» WHAT YOU HAVE TO DO:
Exactly as written, copy the lines that run from the start of the data below to the line containing "filename src/base/mod.rs", both ends included.

----------

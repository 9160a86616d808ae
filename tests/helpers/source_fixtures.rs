//! Common source fixtures for tests.

pub const SHAPES: &str = "package shapes

sealed class Shape
class Circle(val radius: Double) : Shape()
object Empty : Shape()
";

pub const SQUARE: &str = "package shapes

class Square(val side: Double) : Shape()
";

pub const COLORS: &str = "package paint

enum class Color { RED, GREEN, BLUE }
";

pub const SERVICE: &str = "package app

import shapes.Circle
import kotlin.collections.*

class Service {
    private val cache = 0
    fun area(c: Circle): Double = c.radius
    fun run(x: Int) {
        val doubled = x
        println()
    }
}
";
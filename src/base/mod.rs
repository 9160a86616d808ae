//! Foundation types for the semantic facade.
//!
//! This module provides fundamental types used throughout the crate:
//! - [`FileId`] - Host-assigned file identifiers
//! - [`TextRange`], [`TextSize`] - Source positions (byte offsets)
//! - [`Name`], [`FqName`] - Identifiers and dotted paths
//! - [`ClassId`], [`CallableId`] - Stable declaration identities
//!
//! This module has NO dependencies on other semfacade modules.

mod file_id;
mod names;

pub use file_id::FileId;
pub use names::{CallableId, ClassId, FqName, Name, standard};

// Re-export text-size types for convenience
pub use text_size;
pub use text_size::{TextRange, TextSize};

----------

» RESULT FOR THIS TASK:
repository 9160a86616d808ae
filename tests/helpers/source_fixtures.rs
//! Common source fixtures for tests.

pub const SHAPES: &str = "package shapes

sealed class Shape
class Circle(val radius: Double) : Shape()
object Empty : Shape()
";

pub const SQUARE: &str = "package shapes

class Square(val side: Double) : Shape()
";

pub const COLORS: &str = "package paint

enum class Color { RED, GREEN, BLUE }
";

pub const SERVICE: &str = "package app

import shapes.Circle
import kotlin.collections.*

class Service {
    private val cache = 0
    fun area(c: Circle): Double = c.radius
    fun run(x: Int) {
        val doubled = x
        println()
    }
}
";
filename src/base/mod.rs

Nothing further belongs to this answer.